My tractor has two hooks on the bucket. I wrap a chain around saplings I want pulled, and yank them out, roots and all. That doesn't necessarily eliminate them, though. Alas, before we got bees, we yanked up a bunch of black locusts, which we now regret.

I really do suggest you get the soil tested. In Virginia, VA Tech does it for about $25. You can send it off yourself, or maybe get some help from a Master Gardener group associated with your agricultural extension office. I'm married to one of those. Without a soil test, you're shooting blind when it comes to picking future garden crops. 

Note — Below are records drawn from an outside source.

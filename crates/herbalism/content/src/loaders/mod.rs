//! Content loaders for reading herbalism data from files.
//!
//! Configuration is TOML; tables and custom block registrations are RON.

pub mod config;
pub mod custom;
pub mod factory;
pub mod tables;

pub use config::ConfigLoader;
pub use custom::CustomBlockLoader;
pub use factory::{ContentBundle, ContentFactory};
pub use tables::TablesLoader;

use std::path::Path;

/// Common result type for loaders.
pub type LoadResult<T> = anyhow::Result<T>;

/// Helper function to read file contents.
pub(crate) fn read_file(path: &Path) -> LoadResult<String> {
    std::fs::read_to_string(path)
        .map_err(|e| anyhow::anyhow!("Failed to read file {}: {}", path.display(), e))
}
//! Read access to the host world.

use crate::state::{ActorId, BlockState, Location};

/// Current block snapshots, used to walk stacked plants.
pub trait WorldOracle: Send + Sync {
    /// Block at `location`, or `None` outside loaded terrain.
    fn block_at(&self, location: Location) -> Option<BlockState>;
}

/// Marker store for blocks placed by players.
///
/// Harvesting a player-placed single-cell plant grants nothing, which stops
/// place-and-break experience farming.
pub trait PlaceStoreOracle: Send + Sync {
    fn is_placed(&self, location: Location) -> bool;
}

/// Simulates a block break through the host's protection hooks.
pub trait BreakPolicyOracle: Send + Sync {
    /// `false` when some protection rule vetoes the break.
    fn can_break(&self, actor: ActorId, location: Location) -> bool;
}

Remediation, if needed, of two acres is likely to be pretty inexpensive. In our case, a couple of bags of lime and some high P & K fertilizer did the trick. But you need test results and a good idea of what you will plant to know what to put down.


----------



## Dan P (Oct 29, 2014)

I agree clovers dutch or some other white flower type. Clover is not very picky on soil type. That I have noticed.


----------



## jbraun (Nov 13, 2013)

Tuck your pants into your socks for ticks. This also works for chiggers if you have them in your area.


----------



## njtool (Jan 28, 2017)

We don't have chiggers but we do have deep ticks and lyme disease. I am in the woods a lot and the ticks hang on to clothing and find there way to skin unless you strip down and shower immediately. And I have 3 kids that are 12, 14, and 16. They don't understand the seriousness of tick born diseases and they brush off the safety precautions to easily. 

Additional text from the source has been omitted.